Not only did wound healing occur more rapidly and completely, but actual regeneration occurred, with hair follicles and the skin's supportive collagen network restored in wounded skin--clinically important improvements that are unprecedented in wound care. This treatment has a wide range of applications, from playground cuts to war injuries to chronic wounds.

Chronic wounds alone harm 6.5 million Americans and cost the healthcare system $25 billion every year. Few breakthroughs have been made in the treatment of wounds of any kind over the last many decades.

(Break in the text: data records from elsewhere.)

//! Test doubles shared by the unit tests.

use std::collections::{HashSet, VecDeque};
use std::sync::atomic::{AtomicUsize, Ordering};
use std::sync::{Arc, Mutex};

use async_trait::async_trait;
use observer_shared::{
    error::TransportError,
    net::{Reply, Transport},
    proto::{Action, Layer, Status},
};
use serde_json::{json, Value};

/// Counters and failure switches shared with a [`MockTransport`].
#[derive(Clone)]
pub struct MockHandle {
    turn_fetches: Arc<AtomicUsize>,
    failing_turns: Arc<Mutex<HashSet<u32>>>,
}

impl MockHandle {
    /// Number of TURN requests the mock has served or rejected.
    pub fn turn_fetches(&self) -> usize {
        self.turn_fetches.load(Ordering::SeqCst)
    }

    /// Makes every fetch of `turn` fail until cleared.
    pub fn fail_turn(&self, turn: u32) {
        self.failing_turns.lock().unwrap().insert(turn);
    }

    pub fn clear_failures(&self) {
        self.failing_turns.lock().unwrap().clear();
    }
}

/// Scripted in-memory transport: replies are queued by `send` and
/// drained by `receive`, mirroring the one-outstanding-request contract.
pub struct MockTransport {
    static_body: Value,
    coords_body: Value,
    dynamic_fn: Box<dyn Fn(u32) -> Value + Send>,
    pending_turn: u32,
    replies: VecDeque<Reply>,
    handle: MockHandle,
}

impl MockTransport {
    pub fn new(static_body: Value, coords_body: Value) -> Self {
        Self::with_dynamic(static_body, coords_body, |_| {
            json!({"trains": [], "posts": [], "ratings": []})
        })
    }

    pub fn with_dynamic(
        static_body: Value,
        coords_body: Value,
        dynamic_fn: impl Fn(u32) -> Value + Send + 'static,
    ) -> Self {
        Self {
            static_body,
            coords_body,
            dynamic_fn: Box::new(dynamic_fn),
            pending_turn: 0,
            replies: VecDeque::new(),
            handle: MockHandle {
                turn_fetches: Arc::new(AtomicUsize::new(0)),
                failing_turns: Arc::new(Mutex::new(HashSet::new())),
            },
        }
    }

    /// A two-point world with one line of length 100 and a single train
    /// that moves 10 units per turn.
    pub fn with_default_world() -> Self {
        let static_body = json!({
            "idx": 1,
            "name": "mock",
            "lines": [{"idx": 1, "length": 100, "points": [1, 2]}],
            "points": [
                {"idx": 1, "post_idx": 10},
                {"idx": 2, "post_idx": 0},
            ],
        });
        let coords_body = json!({
            "idx": 1,
            "size": [30, 30],
            "coordinates": [
                {"idx": 1, "x": 0, "y": 0},
                {"idx": 2, "x": 10, "y": 0},
            ],
        });
        Self::with_dynamic(static_body, coords_body, |turn| {
            json!({
                "trains": [{
                    "idx": 5, "line_idx": 1,
                    "position": (turn * 10).min(100),
                    "cooldown": 0, "goods": 0, "goods_capacity": 40,
                    "speed": 1, "level": 1, "player_idx": "p1",
                }],
                "posts": [{
                    "idx": 10, "type": 1, "armor": 0, "armor_capacity": 200,
                    "level": 1, "population": 3, "population_capacity": 20,
                    "product": 60, "product_capacity": 200, "name": "Home",
                    "player_idx": "p1",
                }],
                "ratings": [{"idx": "p1", "name": "Alice", "rating": turn * 10}],
            })
        })
    }

    pub fn handle(&self) -> MockHandle {
        self.handle.clone()
    }

    fn queue_ok(&mut self, body: Value) {
        self.replies.push_back(Reply {
            status: Status::Okey,
            body: body.to_string().into_bytes(),
        });
    }

    fn queue_error(&mut self, status: Status, detail: &str) {
        self.replies.push_back(Reply {
            status,
            body: detail.as_bytes().to_vec(),
        });
    }
}

#[async_trait]
impl Transport for MockTransport {
    async fn send(
        &mut self,
        action: Action,
        payload: Option<&Value>,
    ) -> Result<(), TransportError> {
        match action {
            Action::Login | Action::Logout => self.queue_ok(json!({})),
            Action::Turn => {
                let turn = payload
                    .and_then(|p| p.get("idx"))
                    .and_then(Value::as_u64)
                    .unwrap_or(0) as u32;
                self.handle.turn_fetches.fetch_add(1, Ordering::SeqCst);
                if self.handle.failing_turns.lock().unwrap().contains(&turn) {
                    self.queue_error(Status::InternalServerError, "injected failure");
                } else {
                    self.pending_turn = turn;
                    self.queue_ok(json!({}));
                }
            }
            Action::Map => {
                let layer = payload
                    .and_then(|p| p.get("layer"))
                    .and_then(Value::as_u64)
                    .and_then(|code| Layer::from_code(code as u32));
                match layer {
                    Some(Layer::Static) => {
                        let body = self.static_body.clone();
                        self.queue_ok(body);
                    }
                    Some(Layer::Coordinates) => {
                        let body = self.coords_body.clone();
                        self.queue_ok(body);
                    }
                    Some(Layer::Dynamic) => {
                        let body = (self.dynamic_fn)(self.pending_turn);
                        self.queue_ok(body);
                    }
                    None => self.queue_error(Status::BadCommand, "unknown layer"),
                }
            }
        }
        Ok(())
    }

    async fn receive(&mut self) -> Result<Reply, TransportError> {
        self.replies
            .pop_front()
            .ok_or(TransportError::ConnectionClosed)
    }
}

An enzyme called fidgetin-like 2 (FL2) was found in 2015 that slows down skin cells as they migrate towards wounds to heal them. Reduced FL2 levels, they reasoned, would help repairing cells get to their destination faster. Small interfering RNA molecules (siRNAs) were later created to precisely inhibit the FL2 gene. When siRNAs were wrapped in nanoparticles and sprayed on skin wounds in mice, the treated wounds healed faster than untreated wounds.

Combining siRNAs with PluroGel, a protective gel that keeps wounds moist and has antibacterial qualities when applied to bandages and other wound dressings, improves the siRNAs' wound-healing capability.

siRNAs were encapsulated in collagen microparticles, a naturally occurring protein that rapidly releases its siRNA "cargo" when it comes into contact with the skin. Mice were given the FL2-siRNA/PluroGel combination via skin excisions or burns.

For comparison, animals treated with PluroGel alone and mice treated with PluroGel with siRNA that did not target the FL2 gene were utilised in both types of skin injuries. Wounds were treated the day of the skin amputation or burn, as well as two, four, and six days later. Wounds were examined for 14 days after the injuries by investigators who were "blinded" to the mice's treatment.

The open wound regions of mice in the two control groups were nearly twice as large as the wound areas of mice treated with the FL2-siRNA/PluroGel combination on the fourth day after mice were treated for excision wounds.

Hair follicles were also present in the wound zone of several mice treated with the combination therapy, but no such structures were found in the control mice. The wounds of mice in both control groups were more than one-third larger than those of mice treated with the FL2-siRNA/PluroGel combination 14 days after injury than those of mice treated with the FL2-siRNA/PluroGel combination. By day 14, all FL2-siRNA/PluroGel-treated mice's burn wounds had healed entirely; by comparison, 25% and 30% of treated lesions in the PluroGel and PluroGel/nontarget siRNA control groups, respectively, remained unhealed at that time.

These findings indicate that FL2-siRNA in combination with PluroGel is a highly promising wound therapy.

FL2-siRNA works by reducing FL2 levels in skin cells, allowing cells to reach wound sites more faster than they would otherwise, which is critical for minimising scarring and eliminating chronic wounds. PluroGel also provides crucial wound-healing advantages by moisturising wounds and suppressing bacteria.